Et pour donner l’exemple, il se releva à nouveau et reprit son cri, similaire au premier. Et en le regardant faire, Alexandre n’arrivait pas à déterminer s’il était totalement fou ou s’il était génial.

« Et tu fais ça souvent ? Lui demanda-t-il quand il s’arrêta pour reprendre son souffle.

– Ça dépend. Des fois, j’y vais plusieurs fois dans une semaine. D’autre fois, je n’y penses pas et je n’y vais pas pendant quelques mois. Ça dépend de si j’en ai besoin ou non, en fait.

– Et on peut crier des mots ?

– Moi, j’en ai jamais qui me viennent, mais si toi, tu en trouves, tu peux… »

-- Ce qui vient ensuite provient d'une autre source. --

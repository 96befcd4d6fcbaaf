use std::env;
use std::fmt;
use std::time::Duration;

use reqwest::Url;

use crate::error::{BotError, Result};

const DEFAULT_BASE_URL: &str = "https://www.woonnetrijnmond.nl";
const DEFAULT_USER_AGENT: &str = "Mozilla/5.0 (Windows NT 10.0; Win64; x64) AppleWebKit/537.36 (KHTML, like Gecko) Chrome/120.0.0.0 Safari/537.36";

/// Browser selectors used by the interactive login.
#[derive(Debug, Clone)]
pub struct LoginSelectors {
    /// CSS selector of the username input
    pub username: String,
    /// CSS selector of the password input
    pub password: String,
    /// XPath of the submit control
    pub submit_xpath: String,
    /// XPath of an element that only exists once logged in
    pub logged_in_xpath: String,
}

impl Default for LoginSelectors {
    fn default() -> Self {
        Self {
            username: "#username".to_string(),
            password: "#password".to_string(),
            submit_xpath:
                "//a[contains(@class, 'js-submit-button') and contains(text(), 'Inloggen')]"
                    .to_string(),
            logged_in_xpath: "//a[contains(text(), 'Uitloggen')]".to_string(),
        }
    }
}

/// Everything the core needs to talk to the portal.
///
/// Built by the caller; the core never reads the environment itself.
#[derive(Debug, Clone)]
pub struct PortalConfig {
    pub base_url: Url,
    pub login_path: String,
    pub discovery_path: String,
    pub search_path: String,
    pub detail_path: String,
    pub timer_path: String,
    pub selectors: LoginSelectors,
    /// Hour (local time) at which the daily application window opens
    pub application_hour: u32,
    /// Publish time shown for listings without a timestamp
    pub default_publish_time: String,
    /// Width of the detail-fetch and submission worker pools
    pub concurrency: usize,
    pub search_page_size: u32,
    pub detail_filters: String,
    /// Accepted values of the form's submit control
    pub command_field: String,
    pub command_values: Vec<String>,
    pub token_field: String,
    pub confirmation_phrases: Vec<String>,
    pub user_agent: String,
    pub request_timeout: Duration,
    pub timer_timeout: Duration,
    pub login_timeout: Duration,
    pub headless: bool,
}

impl PortalConfig {
    /// Default portal layout rooted at `base_url`.
    pub fn for_base_url(base_url: &str) -> Result<Self> {
        let base_url = Url::parse(base_url)
            .map_err(|e| BotError::Config(format!("base url '{base_url}': {e}")))?;

        Ok(Self {
            base_url,
            login_path: "/inloggeninschrijven/".to_string(),
            discovery_path: "/nieuw-aanbod/".to_string(),
            search_path:
                "/wsWoonnetRijnmond/Woonwensen/wsWoonwensen.asmx/GetWoonwensResultatenVoorPagina"
                    .to_string(),
            detail_path:
                "/wsWoonnetRijnmond/WoningenModule/Service.asmx/getAanbodEnVolgendeViaId"
                    .to_string(),
            timer_path: "/wsWoonnetRijnmond/WoningenModule/Service.asmx/getTijdTotNieuwAanbod"
                .to_string(),
            selectors: LoginSelectors::default(),
            application_hour: 20,
            default_publish_time: "20:00".to_string(),
            concurrency: 10,
            search_page_size: 100,
            detail_filters: "gebruik!=Complex|nieuwab==True".to_string(),
            command_field: "Command".to_string(),
            command_values: vec!["plaats-einkomen".to_string(), "plaats".to_string()],
            token_field: "__RequestVerificationToken".to_string(),
            confirmation_phrases: vec![
                "uw reactie is verwerkt".to_string(),
                "u heeft al gereageerd".to_string(),
            ],
            user_agent: DEFAULT_USER_AGENT.to_string(),
            request_timeout: Duration::from_secs(30),
            timer_timeout: Duration::from_secs(10),
            login_timeout: Duration::from_secs(10),
            headless: true,
        })
    }

    pub fn login_url(&self) -> Result<Url> {
        self.join(&self.login_path)
    }

    pub fn discovery_url(&self) -> Result<Url> {
        self.join(&self.discovery_path)
    }

    pub fn search_url(&self) -> Result<Url> {
        self.join(&self.search_path)
    }

    pub fn detail_url(&self) -> Result<Url> {
        self.join(&self.detail_path)
    }

    pub fn timer_url(&self) -> Result<Url> {
        self.join(&self.timer_path)
    }

    /// `{base}/reageren/{id}`
    pub fn application_url(&self, listing_id: &str) -> Result<Url> {
        self.join(&format!("/reageren/{listing_id}"))
    }

    /// Resolve a possibly relative media path against the portal.
    pub fn absolute_url(&self, path: &str) -> Option<String> {
        self.base_url.join(path).ok().map(String::from)
    }

    fn join(&self, path: &str) -> Result<Url> {
        self.base_url
            .join(path)
            .map_err(|e| BotError::Config(format!("path '{path}': {e}")))
    }
}

/// Top-level configuration for the operator binary.
#[derive(Debug, Clone)]
pub struct AppConfig {
    pub portal: PortalConfig,
    pub telemetry: TelemetryConfig,
    pub credentials: Credentials,
}

/// Tracing controls.
#[derive(Debug, Clone)]
pub struct TelemetryConfig {
    pub log_level: String,
}

#[derive(Clone, Default)]
pub struct Credentials {
    pub username: Option<String>,
    pub password: Option<String>,
}

impl fmt::Debug for Credentials {
    fn fmt(&self, f: &mut fmt::Formatter<'_>) -> fmt::Result {
        f.debug_struct("Credentials")
            .field("username", &self.username)
            .field("password", &self.password.as_ref().map(|_| "***"))
            .finish()
    }
}

impl AppConfig {
    pub fn load() -> std::result::Result<Self, ConfigError> {
        dotenvy::dotenv().ok();

        let base_url = env::var("SNIPER_BASE_URL").unwrap_or_else(|_| DEFAULT_BASE_URL.to_string());
        let mut portal = PortalConfig::for_base_url(&base_url)
            .map_err(|_| ConfigError::InvalidBaseUrl(base_url.clone()))?;

        if let Ok(path) = env::var("SNIPER_LOGIN_PATH") {
            portal.login_path = path;
        }
        if let Ok(path) = env::var("SNIPER_DISCOVERY_PATH") {
            portal.discovery_path = path;
        }
        if let Ok(path) = env::var("SNIPER_SEARCH_PATH") {
            portal.search_path = path;
        }
        if let Ok(path) = env::var("SNIPER_DETAIL_PATH") {
            portal.detail_path = path;
        }
        if let Ok(path) = env::var("SNIPER_TIMER_PATH") {
            portal.timer_path = path;
        }

        if let Ok(hour) = env::var("SNIPER_APPLICATION_HOUR") {
            portal.application_hour = hour
                .parse::<u32>()
                .ok()
                .filter(|h| *h < 24)
                .ok_or(ConfigError::InvalidApplicationHour)?;
        }
        if let Ok(width) = env::var("SNIPER_CONCURRENCY") {
            portal.concurrency = width
                .parse::<usize>()
                .ok()
                .filter(|w| *w > 0)
                .ok_or(ConfigError::InvalidConcurrency)?;
        }
        if let Ok(headless) = env::var("SNIPER_HEADLESS") {
            portal.headless = !matches!(
                headless.trim().to_ascii_lowercase().as_str(),
                "0" | "false" | "no" | "off"
            );
        }

        let log_level = env::var("SNIPER_LOG_LEVEL").unwrap_or_else(|_| "info".to_string());

        Ok(Self {
            portal,
            telemetry: TelemetryConfig { log_level },
            credentials: Credentials {
                username: env::var("SNIPER_USERNAME").ok(),
                password: env::var("SNIPER_PASSWORD").ok(),
            },
        })
    }
}

/// Invalid `SNIPER_*` settings found while loading the environment.
#[derive(Debug, thiserror::Error)]
pub enum ConfigError {
    #[error("SNIPER_BASE_URL '{0}' is not a valid URL")]
    InvalidBaseUrl(String),

    #[error("SNIPER_APPLICATION_HOUR must be an hour between 0 and 23")]
    InvalidApplicationHour,

    #[error("SNIPER_CONCURRENCY must be a positive integer")]
    InvalidConcurrency,
}

#[cfg(test)]
mod tests {
    use super::*;
    use std::sync::{Mutex, OnceLock};

    fn env_guard() -> &'static Mutex<()> {
        static GUARD: OnceLock<Mutex<()>> = OnceLock::new();
        GUARD.get_or_init(|| Mutex::new(()))
    }

    fn reset_env() {
        for key in [
            "SNIPER_BASE_URL",
            "SNIPER_APPLICATION_HOUR",
            "SNIPER_CONCURRENCY",
            "SNIPER_HEADLESS",
            "SNIPER_LOG_LEVEL",
        ] {
            env::remove_var(key);
        }
    }

    #[test]
    fn load_uses_defaults_when_env_missing() {
        let _lock = env_guard().lock().expect("env mutex poisoned");
        reset_env();
        let config = AppConfig::load().expect("config loads with defaults");
        assert_eq!(config.portal.application_hour, 20);
        assert_eq!(config.portal.concurrency, 10);
        assert!(config.portal.headless);
        assert_eq!(config.telemetry.log_level, "info");
    }

    #[test]
    fn rejects_out_of_range_hour() {
        let _lock = env_guard().lock().expect("env mutex poisoned");
        reset_env();
        env::set_var("SNIPER_APPLICATION_HOUR", "24");
        let err = AppConfig::load().expect_err("hour 24 is rejected");
        assert!(matches!(err, ConfigError::InvalidApplicationHour));
        reset_env();
    }

    #[test]
    fn rejects_zero_concurrency_with_readable_message() {
        let _lock = env_guard().lock().expect("env mutex poisoned");
        reset_env();
        env::set_var("SNIPER_CONCURRENCY", "0");
        let err = AppConfig::load().expect_err("zero width is rejected");
        assert!(matches!(err, ConfigError::InvalidConcurrency));
        assert_eq!(
            err.to_string(),
            "SNIPER_CONCURRENCY must be a positive integer"
        );
        reset_env();
    }

    #[test]
    fn application_url_joins_listing_id() {
        let portal = PortalConfig::for_base_url("https://portal.example").expect("valid url");
        let url = portal.application_url("12345").expect("joins");
        assert_eq!(url.as_str(), "https://portal.example/reageren/12345");
    }

    #[test]
    fn credentials_debug_hides_password() {
        let credentials = Credentials {
            username: Some("jan".to_string()),
            password: Some("geheim".to_string()),
        };
        let rendered = format!("{credentials:?}");
        assert!(rendered.contains("jan"));
        assert!(!rendered.contains("geheim"));
    }
}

Alors, le garçon se releva, et sans un mot supplémentaire, il cria à son tour. Sa voix, même forcée, n’était pas aussi forte que celle de Bastien. Elle était plus aiguë, et aussi plus éraillée. Mais elle, elle criait un mot, bien particulier, et que pourtant Bastien ne comprit pas immédiatement. Ce mot qu’Alexandre avait inventé avant même de savoir parler et qui l’avait suivi toute sa vie, ce mot qui définissait toute sa vie de famille et qu’il aimait tout autant qu’il le trouvait ridicule, ce mot si enfantin et pourtant si lourd de sens. Pama.

 

En voyant qu’Alexandre avait des mouvements nerveux à le voir l’observer en silence, Bastien le rejoignit dans ses cris. Le mot qu’avait choisi Alexandre résonna dans la montagne, porté également par la voix du musicien, jusqu’à ce que les deux n’en puissent plus. Plus Alexandre criait, plus il avait l’impression que quelque chose se vidait en lui, sortait dans l’écho de la montagne. Et comme l’avait paru Bastien en le voyant faire, plus il laissait entendre sa voix, plus il avait l’impression d’être léger. A force de tenir le son, aussi hideux était-il, il oubliait sa nervosité, sa pudeur d’être entendu, sa gêne première. Il ne se souciait même plus du regard de Bastien. Il ne pouvait qu’apprécier pouvoir être entendu, même des arbres.